Prywatne amerykańskie eksperymenty

Są kraje (na przykład USA), w których prawo nie reguluje bezpośrednio pracy z wczesnymi embrionami; licencje (i zakazy) powstają tylko wtedy, gdy wydawane są pieniądze publiczne. W stanach są instytucje, które otrzymują głównie fundusze prywatne. Na przykład Shukhrat Mitalipov z Oregon Health and Science University zarządza dwoma laboratoriami: w tym, w którym nie ma finansowania ze strony państwa, był w stanie dwa lata temu po raz pierwszy w historii „sklonować osobę”, to znaczy przeszczepić obce jądra somatyczne do gotowych komórek embrionalnych (po uprzednim wyrzuceniu stamtąd oryginalnego jądra) i zobacz pierwsze etapy rozwoju klonów, a następnie je zniszcz; nie można tego zrobić kosztem publicznym, ponieważ embrionów nie można zniszczyć. W 2015 roku Shukhrat Mitalipov rozpoczął pracę w Chinach, gdzie obciążenie legislacyjne jest jeszcze mniejsze. Więc jest to prawdopodobneże pierwsze pomyślnie wyedytowane embriony pojawią się w prywatnych laboratoriach - i to już niedługo.

Wielka Brytania jest krajem, który stara się unikać szarej strefy w prawodawstwie dotyczącym biotechnologii, więc szybko dostosowuje ją do obecnej sytuacji.
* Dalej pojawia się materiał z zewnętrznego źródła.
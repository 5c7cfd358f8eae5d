use serde::{Deserialize, Serialize};
use std::path::{Path, PathBuf};

use crate::render::TileStyle;

#[derive(Debug, Clone, Default, Serialize, Deserialize)]
pub struct AppConfig {
    #[serde(default)]
    pub general: GeneralConfig,
    #[serde(default)]
    pub window: WindowConfig,
    #[serde(default)]
    pub tiles: TileConfig,
}

#[derive(Debug, Clone, Serialize, Deserialize)]
pub struct GeneralConfig {
    /// Directory scanned for tile images
    #[serde(default = "default_images_dir")]
    pub images_dir: PathBuf,
    /// Log level used when RUST_LOG is not set
    #[serde(default = "default_log_level")]
    pub log_level: String,
    /// Longest side kept for a decoded image; larger images are downscaled at load
    #[serde(default = "default_max_image_side")]
    pub max_image_side: u32,
}

impl Default for GeneralConfig {
    fn default() -> Self {
        Self {
            images_dir: default_images_dir(),
            log_level: default_log_level(),
            max_image_side: default_max_image_side(),
        }
    }
}

#[derive(Debug, Clone, Serialize, Deserialize)]
pub struct WindowConfig {
    #[serde(default = "default_width")]
    pub width: usize,
    #[serde(default = "default_height")]
    pub height: usize,
    /// Animation ticks per second
    #[serde(default = "default_fps")]
    pub fps: usize,
    #[serde(default = "default_true")]
    pub resizable: bool,
    #[serde(default)]
    pub borderless: bool,
    /// Draw the FPS counter in the corner
    #[serde(default)]
    pub show_fps: bool,
}

impl Default for WindowConfig {
    fn default() -> Self {
        Self {
            width: default_width(),
            height: default_height(),
            fps: default_fps(),
            resizable: default_true(),
            borderless: false,
            show_fps: false,
        }
    }
}

#[derive(Debug, Clone, Serialize, Deserialize)]
pub struct TileConfig {
    /// Gap between a cell's edge and its image
    #[serde(default = "default_padding")]
    pub padding: f64,
    #[serde(default = "default_corner_radius")]
    pub corner_radius: f64,
    /// Background color as 0xRRGGBB
    #[serde(default)]
    pub background: u32,
}

impl Default for TileConfig {
    fn default() -> Self {
        Self {
            padding: default_padding(),
            corner_radius: default_corner_radius(),
            background: 0x00_00_00_00,
        }
    }
}

impl TileConfig {
    pub fn style(&self) -> TileStyle {
        TileStyle {
            padding: self.padding.max(0.0),
            corner_radius: self.corner_radius.max(0.0),
            background: self.background & 0x00_FF_FF_FF,
        }
    }
}

fn default_images_dir() -> PathBuf {
    dirs::data_local_dir()
        .unwrap_or_else(|| PathBuf::from("."))
        .join("arena-channel")
        .join("images")
}

fn default_log_level() -> String {
    "info".to_string()
}

fn default_max_image_side() -> u32 {
    1024
}

fn default_width() -> usize {
    1280
}

fn default_height() -> usize {
    800
}

fn default_fps() -> usize {
    60
}

fn default_true() -> bool {
    true
}

fn default_padding() -> f64 {
    4.0
}

fn default_corner_radius() -> f64 {
    8.0
}

impl AppConfig {
    /// Load configuration from `path` (or the default location) or return defaults
    pub fn load(path: Option<&Path>) -> crate::Result<Self> {
        let config_path = path.map(Path::to_path_buf).unwrap_or_else(Self::config_path);

        if config_path.exists() {
            let content = std::fs::read_to_string(&config_path)?;
            toml::from_str(&content)
                .map_err(|e| crate::Error::Config(format!("{}: {e}", config_path.display())))
        } else {
            Ok(Self::default())
        }
    }

    /// Directory holding config.toml and preferences.toml
    /// Always ~/.config/arena-channel on all platforms
    pub fn config_dir() -> PathBuf {
        dirs::home_dir()
            .unwrap_or_else(|| PathBuf::from("."))
            .join(".config")
            .join("arena-channel")
    }

    pub fn config_path() -> PathBuf {
        Self::config_dir().join("config.toml")
    }
}

#[cfg(test)]
mod tests {
    use super::*;

    #[test]
    fn empty_file_yields_defaults() {
        let config: AppConfig = toml::from_str("").unwrap();
        assert_eq!(config.window.fps, 60);
        assert_eq!(config.window.width, 1280);
        assert_eq!(config.tiles.padding, 4.0);
        assert_eq!(config.tiles.corner_radius, 8.0);
        assert_eq!(config.tiles.background, 0);
        assert_eq!(config.general.max_image_side, 1024);
    }

    #[test]
    fn partial_sections_keep_other_defaults() {
        let config: AppConfig = toml::from_str(
            r#"
            [window]
            fps = 30
            show_fps = true

            [tiles]
            background = 0x202020
            "#,
        )
        .unwrap();
        assert_eq!(config.window.fps, 30);
        assert!(config.window.show_fps);
        assert_eq!(config.window.height, 800);
        assert_eq!(config.tiles.style().background, 0x20_20_20);
        assert_eq!(config.tiles.style().padding, 4.0);
    }

    #[test]
    fn malformed_file_is_a_config_error() {
        let dir = crate::prefs::tests::scratch_dir("config-malformed");
        let path = dir.join("config.toml");
        std::fs::write(&path, "[window\nfps = 30").unwrap();
        assert!(matches!(AppConfig::load(Some(&path)), Err(crate::Error::Config(_))));
        std::fs::remove_dir_all(&dir).unwrap();
    }

    #[test]
    fn missing_file_yields_defaults() {
        let path = std::env::temp_dir().join("arena-channel-definitely-missing.toml");
        let config = AppConfig::load(Some(&path)).unwrap();
        assert_eq!(config.window.fps, 60);
    }
}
Tak więc w 2015 roku parlament - po raz pierwszy na świecie - zalegalizował procedurę uzyskiwania dzieci od trojga rodziców, którą opracował ten sam Shukhrat Mitalipov; w Wielkiej Brytanii około 150 rodzin rocznie będzie mogło otrzymać takie leczenie bezpłatnie (rodziny te otrzymają komórki jajowe od kobiet i zastąpią jądro w jajach dawczynie jądrem od głównej matki, która ma dziedziczne wady komórki jajowej; jednocześnie dziecko otrzyma pewną ilość DNA od swojej drugiej mamy).
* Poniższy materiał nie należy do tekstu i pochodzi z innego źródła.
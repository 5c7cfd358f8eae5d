// Crate-wide error type.
// Every variant states *where* things went wrong.
use thiserror::Error;

#[derive(Error, Debug)]
pub enum Error {
    #[error("Window init error: {0}")]
    WindowInit(String), // Creating the window failed

    #[error("Window update error: {0}")]
    WindowUpdate(String), // Pushing the framebuffer to the window failed

    #[error("Configuration error: {0}")]
    Config(String), // config.toml exists but could not be parsed

    #[error("Preferences error: {0}")]
    Preferences(String), // Serializing the preference table failed

    #[error("IO error: {0}")]
    Io(#[from] std::io::Error),
}

pub type Result<T> = std::result::Result<T, Error>;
Nowa decyzja rządu brytyjskiego legitymizuje sytuację właśnie w bezpiecznym korytarzu: teraz można spróbować zrobić to jak Chińczycy, czyli udoskonalić metodologię na początku rozwoju i kosztem państwa. Jest to ważne, ponieważ finansowanie publiczne jest znacznie większe niż finansowanie prywatne, co oznacza, że postęp będzie postępował szybko.
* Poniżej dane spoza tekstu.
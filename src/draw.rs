// Window + software drawing utilities.
// Visual effects provided here:
// 1) A window that shows the scrolling tile grid.
// 2) Filled and outlined rectangles and thin lines for the options overlay.
// 3) A tiny 5x7 bitmap font to render labels and the FPS counter.

use crate::config::WindowConfig;
use crate::error::Error;
use crate::options::PanelInput;
use crate::types::FrameBuffer;
use minifb::{Key, KeyRepeat, MouseButton, MouseMode, ScaleMode, Window, WindowOptions};

pub struct Drawer {
    window: Window, // the on-screen window you see
}

impl Drawer {
    /// Create the window from the configured size and decorations.
    /// Visual: a new empty window appears with your chosen title.
    pub fn new(title: &str, cfg: &WindowConfig) -> Result<Self, Error> {
        let options = WindowOptions {
            resize: cfg.resizable,
            borderless: cfg.borderless,
            scale_mode: ScaleMode::UpperLeft,
            ..WindowOptions::default()
        };
        let mut window = Window::new(title, cfg.width.max(1), cfg.height.max(1), options)
            .map_err(|e| Error::WindowInit(e.to_string()))?;
        window.set_target_fps(cfg.fps);
        Ok(Self { window })
    }

    /// Push the pixels for this frame to the screen.
    /// Visual: the window immediately displays the new frame.
    pub fn present(&mut self, framebuffer: &FrameBuffer) -> Result<(), Error> {
        self.window
            .update_with_buffer(&framebuffer.pixels, framebuffer.width, framebuffer.height)
            .map_err(|e| Error::WindowUpdate(e.to_string()))?;
        Ok(())
    }

    /// Returns false when the user closes the window (so we can stop the loop).
    pub fn is_open(&self) -> bool {
        self.window.is_open()
    }

    /// Current drawable size; follows user resizes.
    pub fn size(&self) -> (usize, usize) {
        self.window.get_size()
    }

    /// Current mouse position in window pixels, None when outside the window.
    pub fn mouse_pos(&self) -> Option<(f32, f32)> {
        self.window.get_mouse_pos(MouseMode::Discard)
    }

    pub fn left_mouse_down(&self) -> bool {
        self.window.get_mouse_down(MouseButton::Left)
    }

    // toggles the FPS counter in the corner
    pub fn f_pressed_once(&self) -> bool {
        self.window.is_key_pressed(Key::F, KeyRepeat::No)
    }

    /// Snapshot of everything the options overlay reacts to this frame.
    pub fn panel_input(&self) -> PanelInput {
        let once = |k| self.window.is_key_pressed(k, KeyRepeat::No);
        let repeat = |k| self.window.is_key_pressed(k, KeyRepeat::Yes);
        PanelInput {
            toggle: once(Key::O),
            confirm: once(Key::Enter) || once(Key::NumPadEnter),
            cancel: once(Key::Escape),
            focus_next: repeat(Key::Tab) || repeat(Key::Down),
            focus_prev: repeat(Key::Up),
            decrease: repeat(Key::Left),
            increase: repeat(Key::Right),
            mouse: self.mouse_pos(),
            mouse_down: self.left_mouse_down(),
        }
    }
}

/* ---------- Software drawing: pixels, rectangles, lines ---------- */

/// Put a pixel on the framebuffer if (x,y) is inside bounds.
#[inline]
pub fn put_pixel(fb: &mut FrameBuffer, x: i32, y: i32, color: u32) {
    if x < 0 || y < 0 {
        return;
    }
    let (x, y) = (x as usize, y as usize);
    if x >= fb.width || y >= fb.height {
        return;
    }
    let idx = y * fb.width + x;
    fb.pixels[idx] = color;
}

/// Fill a w x h block whose top-left corner is (x,y), clipped to the screen.
pub fn fill_rect(fb: &mut FrameBuffer, x: i32, y: i32, w: i32, h: i32, color: u32) {
    let x0 = x.max(0) as usize;
    let y0 = y.max(0) as usize;
    let x1 = (x.saturating_add(w).max(0) as usize).min(fb.width);
    let y1 = (y.saturating_add(h).max(0) as usize).min(fb.height);
    if x0 >= x1 {
        return;
    }
    for yy in y0..y1 {
        let row = yy * fb.width;
        fb.pixels[row + x0..row + x1].fill(color);
    }
}

/// One-pixel outline of a w x h block.
pub fn stroke_rect(fb: &mut FrameBuffer, x: i32, y: i32, w: i32, h: i32, color: u32) {
    if w <= 0 || h <= 0 {
        return;
    }
    draw_line(fb, x, y, x + w - 1, y, color);
    draw_line(fb, x, y + h - 1, x + w - 1, y + h - 1, color);
    draw_line(fb, x, y, x, y + h - 1, color);
    draw_line(fb, x + w - 1, y, x + w - 1, y + h - 1, color);
}

/// Draw a thin line between (x0,y0) and (x1,y1) using Bresenham.
pub fn draw_line(fb: &mut FrameBuffer, x0: i32, y0: i32, x1: i32, y1: i32, color: u32) {
    let (mut x0, mut y0, x1, y1) = (x0, y0, x1, y1);
    let dx = (x1 - x0).abs();
    let sx = if x0 < x1 { 1 } else { -1 };
    let dy = -(y1 - y0).abs();
    let sy = if y0 < y1 { 1 } else { -1 };
    let mut err = dx + dy;
    loop {
        put_pixel(fb, x0, y0, color);
        if x0 == x1 && y0 == y1 { break; }
        let e2 = 2 * err;
        if e2 >= dy { err += dy; x0 += sx; }
        if e2 <= dx { err += dx; y0 += sy; }
    }
}

/* ---------- 5x7 bitmap font (uppercase, digits, a little punctuation) ---------- */

/// Return a 5x7 glyph bitmap. Lowercase maps to uppercase.
/// Each u8 is a row; the low 5 bits are the pixels (bit 4 = leftmost).
fn glyph5x7(ch: char) -> Option<[u8; 7]> {
    macro_rules! g { ($a:expr,$b:expr,$c:expr,$d:expr,$e:expr,$f:expr,$g:expr) => {
        Some([$a,$b,$c,$d,$e,$f,$g])
    }; }

    match ch.to_ascii_uppercase() {
        '0' => g!(0b01110,0b10001,0b10011,0b10101,0b11001,0b10001,0b01110),
        '1' => g!(0b00100,0b01100,0b00100,0b00100,0b00100,0b00100,0b01110),
        '2' => g!(0b01110,0b10001,0b00001,0b00010,0b00100,0b01000,0b11111),
        '3' => g!(0b11110,0b00001,0b00001,0b01110,0b00001,0b00001,0b11110),
        '4' => g!(0b00010,0b00110,0b01010,0b10010,0b11111,0b00010,0b00010),
        '5' => g!(0b11111,0b10000,0b11110,0b00001,0b00001,0b10001,0b01110),
        '6' => g!(0b00110,0b01000,0b10000,0b11110,0b10001,0b10001,0b01110),
        '7' => g!(0b11111,0b00001,0b00010,0b00100,0b01000,0b01000,0b01000),
        '8' => g!(0b01110,0b10001,0b10001,0b01110,0b10001,0b10001,0b01110),
        '9' => g!(0b01110,0b10001,0b10001,0b01111,0b00001,0b00010,0b01100),

        'A' => g!(0b01110,0b10001,0b10001,0b11111,0b10001,0b10001,0b10001),
        'B' => g!(0b11110,0b10001,0b10001,0b11110,0b10001,0b10001,0b11110),
        'C' => g!(0b01110,0b10001,0b10000,0b10000,0b10000,0b10001,0b01110),
        'D' => g!(0b11100,0b10010,0b10001,0b10001,0b10001,0b10010,0b11100),
        'E' => g!(0b11111,0b10000,0b10000,0b11110,0b10000,0b10000,0b11111),
        'F' => g!(0b11111,0b10000,0b10000,0b11110,0b10000,0b10000,0b10000),
        'G' => g!(0b01110,0b10001,0b10000,0b10111,0b10001,0b10001,0b01111),
        'H' => g!(0b10001,0b10001,0b10001,0b11111,0b10001,0b10001,0b10001),
        'I' => g!(0b01110,0b00100,0b00100,0b00100,0b00100,0b00100,0b01110),
        'J' => g!(0b00111,0b00010,0b00010,0b00010,0b00010,0b10010,0b01100),
        'K' => g!(0b10001,0b10010,0b10100,0b11000,0b10100,0b10010,0b10001),
        'L' => g!(0b10000,0b10000,0b10000,0b10000,0b10000,0b10000,0b11111),
        'M' => g!(0b10001,0b11011,0b10101,0b10101,0b10001,0b10001,0b10001),
        'N' => g!(0b10001,0b10001,0b11001,0b10101,0b10011,0b10001,0b10001),
        'O' => g!(0b01110,0b10001,0b10001,0b10001,0b10001,0b10001,0b01110),
        'P' => g!(0b11110,0b10001,0b10001,0b11110,0b10000,0b10000,0b10000),
        'Q' => g!(0b01110,0b10001,0b10001,0b10001,0b10101,0b10010,0b01101),
        'R' => g!(0b11110,0b10001,0b10001,0b11110,0b10100,0b10010,0b10001),
        'S' => g!(0b01111,0b10000,0b10000,0b01110,0b00001,0b00001,0b11110),
        'T' => g!(0b11111,0b00100,0b00100,0b00100,0b00100,0b00100,0b00100),
        'U' => g!(0b10001,0b10001,0b10001,0b10001,0b10001,0b10001,0b01110),
        'V' => g!(0b10001,0b10001,0b10001,0b10001,0b10001,0b01010,0b00100),
        'W' => g!(0b10001,0b10001,0b10001,0b10101,0b10101,0b10101,0b01010),
        'X' => g!(0b10001,0b10001,0b01010,0b00100,0b01010,0b10001,0b10001),
        'Y' => g!(0b10001,0b10001,0b01010,0b00100,0b00100,0b00100,0b00100),
        'Z' => g!(0b11111,0b00001,0b00010,0b00100,0b01000,0b10000,0b11111),

        ' ' => g!(0b00000,0b00000,0b00000,0b00000,0b00000,0b00000,0b00000),
        '|' => g!(0b00100,0b00100,0b00100,0b00100,0b00100,0b00100,0b00100),
        ':' => g!(0b00000,0b00100,0b00000,0b00000,0b00100,0b00000,0b00000),
        '.' => g!(0b00000,0b00000,0b00000,0b00000,0b00000,0b00100,0b00000),
        '-' => g!(0b00000,0b00000,0b00000,0b11111,0b00000,0b00000,0b00000),
        '/' => g!(0b00001,0b00010,0b00010,0b00100,0b01000,0b01000,0b10000),

        _ => None,
    }
}

/// Draw a single 5x7 character at (x,y).
/// Visual: a tiny glyph appears with a 1-pixel black shadow for contrast.
fn draw_char_5x7(fb: &mut FrameBuffer, x: i32, y: i32, ch: char, color: u32) {
    if let Some(rows) = glyph5x7(ch) {
        // Shadow pass offset by (1,1) in black, then the glyph itself
        for (offset, c) in [(1, 0x00000000), (0, color)] {
            for (ry, rowbits) in rows.iter().enumerate() {
                for rx in 0..5 {
                    if (rowbits & (1 << (4 - rx))) != 0 {
                        put_pixel(fb, x + rx + offset, y + ry as i32 + offset, c);
                    }
                }
            }
        }
    }
}

/// Draw a text string using 5x7 glyphs; each glyph is 5x7 with 1-pixel spacing.
pub fn draw_text_5x7(fb: &mut FrameBuffer, mut x: i32, y: i32, text: &str, color: u32) {
    for ch in text.chars() {
        draw_char_5x7(fb, x, y, ch, color);
        x += 6; // 5 pixels glyph width + 1 pixel spacing
    }
}

/// Width in pixels that `draw_text_5x7` will cover for `text`.
pub fn text_width_5x7(text: &str) -> i32 {
    let n = text.chars().count() as i32;
    if n == 0 { 0 } else { n * 6 - 1 }
}

#[cfg(test)]
mod tests {
    use super::*;

    #[test]
    fn fill_rect_clips_to_screen() {
        let mut fb = FrameBuffer::new(10, 10);
        fill_rect(&mut fb, -5, 8, 8, 8, 0x00_FF_FF_FF);
        assert_eq!(fb.get(0, 8), 0x00_FF_FF_FF);
        assert_eq!(fb.get(2, 9), 0x00_FF_FF_FF);
        assert_eq!(fb.get(3, 9), 0);
        assert_eq!(fb.get(0, 7), 0);
    }

    #[test]
    fn stroke_rect_leaves_inside_untouched() {
        let mut fb = FrameBuffer::new(10, 10);
        stroke_rect(&mut fb, 1, 1, 5, 5, 7);
        assert_eq!(fb.get(1, 1), 7);
        assert_eq!(fb.get(5, 5), 7);
        assert_eq!(fb.get(3, 3), 0);
    }

    #[test]
    fn every_label_character_has_a_glyph() {
        for ch in "ARENA CHANNEL OPTIONS SPEED: COLUMNS: SLOWER FASTER OK FPS: 0123456789.-/|".chars() {
            assert!(glyph5x7(ch).is_some(), "missing glyph for {ch:?}");
        }
        assert_eq!(glyph5x7('a'), glyph5x7('A'));
    }

    #[test]
    fn text_draws_with_shadow() {
        let mut fb = FrameBuffer::new(20, 10);
        fb.fill(0x00_80_80_80);
        draw_text_5x7(&mut fb, 0, 0, "I", 0x00_FF_FF_FF);
        // Top bar of 'I' is columns 1..=3 on row 0
        assert_eq!(fb.get(2, 0), 0x00_FF_FF_FF);
        // Shadow shows where the glyph does not cover it
        assert_eq!(fb.get(4, 1), 0);
        assert_eq!(text_width_5x7("OK"), 11);
    }
}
Świat zareagował na tę wiadomość kolejną falą paniki z powodu nadejścia ery eugeniki: skoro możemy edytować geny, szybko przejdziemy do stworzenia armii Oorfene Deuce. Ale to jest dalekie od tego: nie znamy genów przestrzegania prawa i niskiej inteligencji. Znamy jednak geny wielu groźnych chorób i możemy je wyczyścić - i powstrzymać ich rozprzestrzenianie się w populacji. To prawda, że są też trudności - na przykład geny określające pomniejsze cechy; takich jak utrata słuchu. Organizacje społeczne osób niesłyszących traktują chęć zapewnienia wszystkim ludziom doskonałego słuchu jako podejście eugeniczne: niektórzy głusi uważają język głuchoniemych za szczególną kulturę, której grozi wyginięcie. Istnieje również hipoteza, że geny niektórych chorób okaleczają lub zabijają ludzi, gdy otrzymują dwie kopie takiego genu (od obojga rodziców), ale mogą przynosić pewne korzyści.gdy występuje tylko w jednym egzemplarzu; istnieje sugestia, że tak jest w przypadku genu idiotyzmu Tay-Sachsa - jedna kopia oznacza wysoką inteligencję. Usuńmy gen z populacji - kto wie, może geniusze będą się rodzić rzadziej.

Głównym powodem wprowadzenia ograniczeń jest obawa o niedokładną edycję i niepewność wyników; próba uniknięcia sytuacji, w której mogą narodzić się ofiary nieprecyzyjnej metody. W międzyczasie licencja brytyjskiego Ministerstwa Zdrowia dała biologom możliwość udoskonalenia metody. Może to być kwestia kilku lat pracy. A potem dyskusja wejdzie w nową rundę: jeśli uda nam się z dużą dokładnością zmienić geny w ludzkich embrionach i uzyskać stabilny rozwój, to z pewnością pojawi się kwestia ich przesadzenia - a do tego czasu konserwatyści będą mieli o jeden argument mniej.